▶ **Exercise objective**
From the data that follows, copy every line with the string "direction".

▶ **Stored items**
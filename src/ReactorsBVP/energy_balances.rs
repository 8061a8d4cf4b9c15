//! Energy balances of the PFR. Two state rows: the reactor temperature and the refrigerant
//! temperature.
//!
//! | model | dT/dz | dTr/dz |
//! |-------|-------|--------|
//! | `Isothermic` | 0 | 0 |
//! | `Adiabatic` | `A Σ_j r_j (-ΔH_j) / (Σ_i F_i · cp)` | 0 |
//! | `NoIsothermic` | `[A Σ_j r_j (-ΔH_j) + U Pw (Tr - T)] / (Σ_i F_i · cp)` | `± U Pw (T - Tr) / (Fr cp_r)` |
//!
//! `Pw = 2 √(π A)` is the wall perimeter of a tube with cross section `A`. The refrigerant
//! flows along the reactor (`+`) when its temperature is fixed at the inlet and against it
//! (`-`) when fixed at the outlet.
//! For the isothermic and adiabatic models the refrigerant row is inactive: its value is
//! pinned at the inlet and its gradient is zero.
use crate::ReactorsBVP::PFR::{PFR, ReactorBase};
use crate::ReactorsBVP::reactor_BVP_utils::{BorderValue, InitialTemplate, ReactorError};
use enum_dispatch::enum_dispatch;
use nalgebra::{DMatrix, DVector};
use std::f64::consts::PI;

#[enum_dispatch]
pub trait EnergyBalanceModel {
    /// seed of the temperature and refrigerant temperature rows (2 × grid nodes)
    fn initial_profile(&self, reactor: &PFR) -> Result<DMatrix<f64>, ReactorError>;
    /// (inlet, outlet) pairs of the temperature and refrigerant temperature rows
    fn border_conditions(
        &self,
        reactor: &PFR,
    ) -> Result<Vec<(Option<f64>, Option<f64>)>, ReactorError>;
    /// gradients of both rows (2 × nodes)
    fn evaluate_balance(&self, reactor: &PFR) -> Result<DMatrix<f64>, ReactorError>;
}

fn constant_rows(values: [f64; 2], n: usize) -> DMatrix<f64> {
    let mut rows = DMatrix::zeros(2, n);
    for (i, value) in values.into_iter().enumerate() {
        let row = InitialTemplate::Constant { value }.generate(n);
        for (j, v) in row.into_iter().enumerate() {
            rows[(i, j)] = v;
        }
    }
    rows
}

fn check_positive(name: &str, value: f64) -> Result<(), ReactorError> {
    if !(value > 0.0) || !value.is_finite() {
        return Err(ReactorError::InvalidConfiguration(format!(
            "Energy balance error: {} must be positive, got {}",
            name, value
        )));
    }
    Ok(())
}

/// Σ_j r_j (-ΔH_j(T, P)) [W/m³] and Σ_i F_i · cp_mix [W/K] at every node
fn reaction_heat_and_heat_flow(reactor: &PFR) -> Result<(DVector<f64>, DVector<f64>), ReactorError> {
    let kinetics = reactor.kinetics();
    let mix = reactor.mix();
    let n_nodes = reactor.mass_profile.ncols();
    let mut heat = DVector::zeros(n_nodes);
    let mut heat_flow = DVector::zeros(n_nodes);
    for j in 0..n_nodes {
        let t = reactor.temperature_profile[j];
        let p = reactor.pressure_profile[j];
        let flows: DVector<f64> = reactor.mass_profile.column(j).into_owned();
        let dh = kinetics.reaction_enthalpies(t, p)?;
        heat[j] = -reactor.r_rates_profile.column(j).dot(&dh);
        heat_flow[j] = flows.sum() * mix.mix_heat_capacity(&flows, t, p)?;
    }
    Ok((heat, heat_flow))
}

/// Temperature fixed everywhere
#[derive(Debug, Clone, PartialEq)]
pub struct Isothermic {
    pub temperature: f64,
}

impl Isothermic {
    pub fn new(temperature: f64) -> Result<Self, ReactorError> {
        check_positive("temperature", temperature)?;
        Ok(Self { temperature })
    }
}

impl EnergyBalanceModel for Isothermic {
    fn initial_profile(&self, reactor: &PFR) -> Result<DMatrix<f64>, ReactorError> {
        Ok(constant_rows(
            [self.temperature, self.temperature],
            reactor.grid_size(),
        ))
    }

    fn border_conditions(
        &self,
        _reactor: &PFR,
    ) -> Result<Vec<(Option<f64>, Option<f64>)>, ReactorError> {
        Ok(vec![
            (Some(self.temperature), None),
            (Some(self.temperature), None),
        ])
    }

    fn evaluate_balance(&self, reactor: &PFR) -> Result<DMatrix<f64>, ReactorError> {
        Ok(DMatrix::zeros(2, reactor.mass_profile.ncols()))
    }
}

/// No heat exchange with the surroundings
#[derive(Debug, Clone, PartialEq)]
pub struct Adiabatic {
    pub temperature: BorderValue,
}

impl Adiabatic {
    pub fn new(temperature: BorderValue) -> Result<Self, ReactorError> {
        check_positive("temperature", temperature.value())?;
        Ok(Self { temperature })
    }
}

impl EnergyBalanceModel for Adiabatic {
    fn initial_profile(&self, reactor: &PFR) -> Result<DMatrix<f64>, ReactorError> {
        let t = self.temperature.value();
        Ok(constant_rows([t, t], reactor.grid_size()))
    }

    fn border_conditions(
        &self,
        _reactor: &PFR,
    ) -> Result<Vec<(Option<f64>, Option<f64>)>, ReactorError> {
        Ok(vec![
            self.temperature.pair(),
            (Some(self.temperature.value()), None),
        ])
    }

    fn evaluate_balance(&self, reactor: &PFR) -> Result<DMatrix<f64>, ReactorError> {
        let (heat, heat_flow) = reaction_heat_and_heat_flow(reactor)?;
        let area = reactor.transversal_area();
        let mut gradient = DMatrix::zeros(2, heat.len());
        for j in 0..heat.len() {
            gradient[(0, j)] = area * heat[j] / heat_flow[j];
        }
        Ok(gradient)
    }
}

/// Heat exchange with a refrigerant stream of constant flow and heat capacity
#[derive(Debug, Clone, PartialEq)]
pub struct NoIsothermic {
    pub temperature: BorderValue,
    pub refrigerant_temperature: BorderValue,
    /// W/(m²·K)
    pub heat_exchange_coefficient: f64,
    /// mol/s
    pub refrigerant_molar_flow: f64,
    /// J/(mol·K)
    pub refrigerant_heat_capacity: f64,
}

impl NoIsothermic {
    pub fn new(
        temperature: BorderValue,
        refrigerant_temperature: BorderValue,
        heat_exchange_coefficient: f64,
        refrigerant_molar_flow: f64,
        refrigerant_heat_capacity: f64,
    ) -> Result<Self, ReactorError> {
        check_positive("temperature", temperature.value())?;
        check_positive("refrigerant temperature", refrigerant_temperature.value())?;
        if !(heat_exchange_coefficient >= 0.0) || !heat_exchange_coefficient.is_finite() {
            return Err(ReactorError::InvalidConfiguration(format!(
                "Energy balance error: heat exchange coefficient must be non negative, got {}",
                heat_exchange_coefficient
            )));
        }
        check_positive("refrigerant molar flow", refrigerant_molar_flow)?;
        check_positive("refrigerant heat capacity", refrigerant_heat_capacity)?;
        Ok(Self {
            temperature,
            refrigerant_temperature,
            heat_exchange_coefficient,
            refrigerant_molar_flow,
            refrigerant_heat_capacity,
        })
    }

    pub fn is_co_current(&self) -> bool {
        self.refrigerant_temperature.is_inlet()
    }
}

impl EnergyBalanceModel for NoIsothermic {
    fn initial_profile(&self, reactor: &PFR) -> Result<DMatrix<f64>, ReactorError> {
        Ok(constant_rows(
            [
                self.temperature.value(),
                self.refrigerant_temperature.value(),
            ],
            reactor.grid_size(),
        ))
    }

    fn border_conditions(
        &self,
        _reactor: &PFR,
    ) -> Result<Vec<(Option<f64>, Option<f64>)>, ReactorError> {
        Ok(vec![
            self.temperature.pair(),
            self.refrigerant_temperature.pair(),
        ])
    }

    fn evaluate_balance(&self, reactor: &PFR) -> Result<DMatrix<f64>, ReactorError> {
        let (heat, heat_flow) = reaction_heat_and_heat_flow(reactor)?;
        let area = reactor.transversal_area();
        let u_pw = self.heat_exchange_coefficient * 2.0 * (PI * area).sqrt();
        let direction = if self.is_co_current() { 1.0 } else { -1.0 };
        let refrigerant_heat_flow = self.refrigerant_molar_flow * self.refrigerant_heat_capacity;

        let mut gradient = DMatrix::zeros(2, heat.len());
        for j in 0..heat.len() {
            let t = reactor.temperature_profile[j];
            let tr = reactor.refrigerant_temperature_profile[j];
            gradient[(0, j)] = (area * heat[j] + u_pw * (tr - t)) / heat_flow[j];
            gradient[(1, j)] = direction * u_pw * (t - tr) / refrigerant_heat_flow;
        }
        Ok(gradient)
    }
}

#[derive(Debug, Clone, PartialEq)]
#[enum_dispatch(EnergyBalanceModel)]
pub enum EnergyBalance {
    Isothermic(Isothermic),
    Adiabatic(Adiabatic),
    NoIsothermic(NoIsothermic),
}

▶ **Output of the exercise**
        let direction = if self.is_co_current() { 1.0 } else { -1.0 };
            gradient[(1, j)] = direction * u_pw * (t - tr) / refrigerant_heat_flow;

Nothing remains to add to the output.